#### Data extract

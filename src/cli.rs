use crate::config::ParserConfig;
use crate::engine::Parser as DocumentParser;
use crate::scanner::FileScanner;
use crate::serializer::{self, Format};
use crate::type_model::{source::SourceLoader, ClassRegistry};
use anyhow::{Context, Result};
use clap::{Parser, ValueEnum};
use log::{debug, info, warn};
use std::path::{Path, PathBuf};

/// OpenAPI from metadata - Generate an OpenAPI document from endpoint class metadata
#[derive(Parser, Debug)]
#[command(name = "openapi-from-metadata")]
#[command(author, version, about, long_about = None)]
pub struct CliArgs {
    /// Metadata dumps (.yaml, .yml, .json), Rust source files, or directories of them
    #[arg(value_name = "INPUT")]
    pub inputs: Vec<PathBuf>,

    /// Configuration file (YAML)
    #[arg(short = 'c', long = "config", value_name = "FILE")]
    pub config_path: Option<PathBuf>,

    /// Endpoint class to generate; repeatable. Overrides the configured roots
    #[arg(short = 'r', long = "root", value_name = "CLASS")]
    pub roots: Vec<String>,

    /// Output format (yaml or json); inferred from the output file extension when omitted
    #[arg(short = 'f', long = "format", value_enum)]
    pub output_format: Option<OutputFormat>,

    /// Output file path (if not specified, outputs to stdout)
    #[arg(short = 'o', long = "output", value_name = "FILE")]
    pub output_path: Option<PathBuf>,

    /// Enable verbose output
    #[arg(short = 'v', long = "verbose")]
    pub verbose: bool,
}

/// Output format options
#[derive(Debug, Clone, Copy, PartialEq, Eq, ValueEnum)]
pub enum OutputFormat {
    /// YAML format
    Yaml,
    /// JSON format
    Json,
}

impl From<OutputFormat> for Format {
    fn from(format: OutputFormat) -> Self {
        match format {
            OutputFormat::Yaml => Format::Yaml,
            OutputFormat::Json => Format::Json,
        }
    }
}

impl CliArgs {
    /// The requested format, else the one matching the output file, else YAML
    pub fn format(&self) -> Format {
        match (self.output_format, &self.output_path) {
            (Some(format), _) => format.into(),
            (None, Some(path)) => Format::for_path(path),
            (None, None) => Format::Yaml,
        }
    }
}

/// Parse command line arguments
pub fn parse_args() -> Result<CliArgs> {
    let args = CliArgs::parse();
    parse_args_from_parsed(args)
}

/// Validate and log already-parsed arguments
pub fn parse_args_from_parsed(args: CliArgs) -> Result<CliArgs> {
    debug!("Parsed arguments: {:?}", args);

    for input in &args.inputs {
        if !input.exists() {
            anyhow::bail!("Input path does not exist: {}", input.display());
        }
    }
    if let Some(ref config) = args.config_path {
        if !config.is_file() {
            anyhow::bail!("Configuration file does not exist: {}", config.display());
        }
        info!("Configuration: {}", config.display());
    }

    info!("Inputs: {}", args.inputs.len());
    info!("Output format: {:?}", args.format());
    if let Some(ref output) = args.output_path {
        info!("Output file: {}", output.display());
    } else {
        info!("Output: stdout");
    }

    Ok(args)
}

/// Counts reported at the end of a run
#[derive(Debug, Default, Clone, PartialEq, Eq)]
pub struct LoadSummary {
    pub metadata_files: usize,
    pub rust_files: usize,
    pub skipped_files: usize,
}

/// Build the class registry from metadata locations.
///
/// Metadata dumps must load; Rust sources that fail to parse are skipped
/// with a warning.
pub fn load_metadata(inputs: &[PathBuf], excluded: &[&Path]) -> Result<(ClassRegistry, LoadSummary)> {
    let mut registry = ClassRegistry::new();
    let mut loader = SourceLoader::new();
    let mut summary = LoadSummary::default();

    for input in inputs {
        let scanner = excluded
            .iter()
            .fold(FileScanner::new(input.clone()), |scanner, path| scanner.exclude(path));
        let scan = scanner.scan()?;
        if scan.is_empty() {
            warn!("No metadata or Rust sources found in {}", input.display());
        }

        for file in &scan.metadata_files {
            debug!("Loading metadata dump {}", file.display());
            registry
                .load_file(file)
                .with_context(|| format!("Failed to load metadata from {}", file.display()))?;
            summary.metadata_files += 1;
        }

        for file in &scan.rust_files {
            match loader.load_file(file, &scan.source_root) {
                Ok(()) => summary.rust_files += 1,
                Err(e) => {
                    warn!("Skipping file due to parse error: {}", e);
                    summary.skipped_files += 1;
                }
            }
        }
    }

    registry.merge(loader.finish());
    Ok((registry, summary))
}

/// Metadata locations named in the configuration are relative to the configuration file
fn config_inputs(config: &ParserConfig, config_path: Option<&Path>) -> Vec<PathBuf> {
    let base = config_path.and_then(|p| p.parent()).unwrap_or_else(|| Path::new(""));
    config
        .class_path
        .iter()
        .map(|p| if p.is_absolute() { p.clone() } else { base.join(p) })
        .collect()
}

/// Run the main workflow
pub fn run(args: CliArgs) -> Result<()> {
    info!("Starting OpenAPI document generation...");

    // Step 1: Load configuration
    let mut config = match &args.config_path {
        Some(path) => ParserConfig::load(path)
            .with_context(|| format!("Failed to load configuration {}", path.display()))?,
        None => ParserConfig::default(),
    };
    if !args.roots.is_empty() {
        config.roots = args.roots.clone();
    }

    let inputs = if args.inputs.is_empty() {
        config_inputs(&config, args.config_path.as_deref())
    } else {
        args.inputs.clone()
    };
    if inputs.is_empty() {
        anyhow::bail!("No metadata inputs given; pass them as arguments or set `class_path` in the configuration");
    }

    // Step 2: Load metadata, leaving out our own configuration and output
    info!("Loading metadata from {} location(s)...", inputs.len());
    let excluded: Vec<&Path> = args
        .config_path
        .iter()
        .chain(args.output_path.iter())
        .map(|p| p.as_path())
        .collect();
    let (registry, summary) = load_metadata(&inputs, &excluded)?;
    info!("Loaded {} classes", registry.len());
    if registry.is_empty() {
        anyhow::bail!("No class metadata found in the inputs");
    }

    // Step 3: Run the plugin pipeline
    let parser = DocumentParser::from_config(config).context("Invalid plugin configuration")?;
    info!("Plugins: {}", parser.plugins().names().join(", "));
    let outcome = parser.run(&registry).context("Failed to generate the OpenAPI document")?;
    let document = outcome.document;

    // Step 4: Serialize to requested format
    let format = args.format();
    info!("Serializing to {:?} format...", format);
    let content = serializer::serialize(&document, format).context("Failed to serialize the document")?;

    // Step 5: Output to file or stdout
    if let Some(output_path) = &args.output_path {
        info!("Writing output to: {}", output_path.display());
        serializer::write_to_file(&content, output_path)
            .with_context(|| format!("Failed to write {}", output_path.display()))?;
    } else {
        println!("{}", content);
    }

    info!("Generation complete!");
    info!("Summary:");
    info!("  - Metadata files: {}", summary.metadata_files);
    info!("  - Rust files: {} ({} skipped)", summary.rust_files, summary.skipped_files);
    info!("  - Nodes: {}", outcome.graph.len());
    info!("  - Endpoints: {}", document.tags.len());
    info!("  - Operations: {}", document.paths.len());
    info!("  - Schemas: {}", document.components.schemas.len());

    Ok(())
}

########

Copy range, inclusive: the line holding "let (registry, summary)" to the line holding "the plugin pipeline". Reproduce exactly those lines of the records above and no others.

    let (registry, summary) = load_metadata(&inputs, &excluded)?;
    info!("Loaded {} classes", registry.len());
    if registry.is_empty() {
        anyhow::bail!("No class metadata found in the inputs");
    }

    // Step 3: Run the plugin pipeline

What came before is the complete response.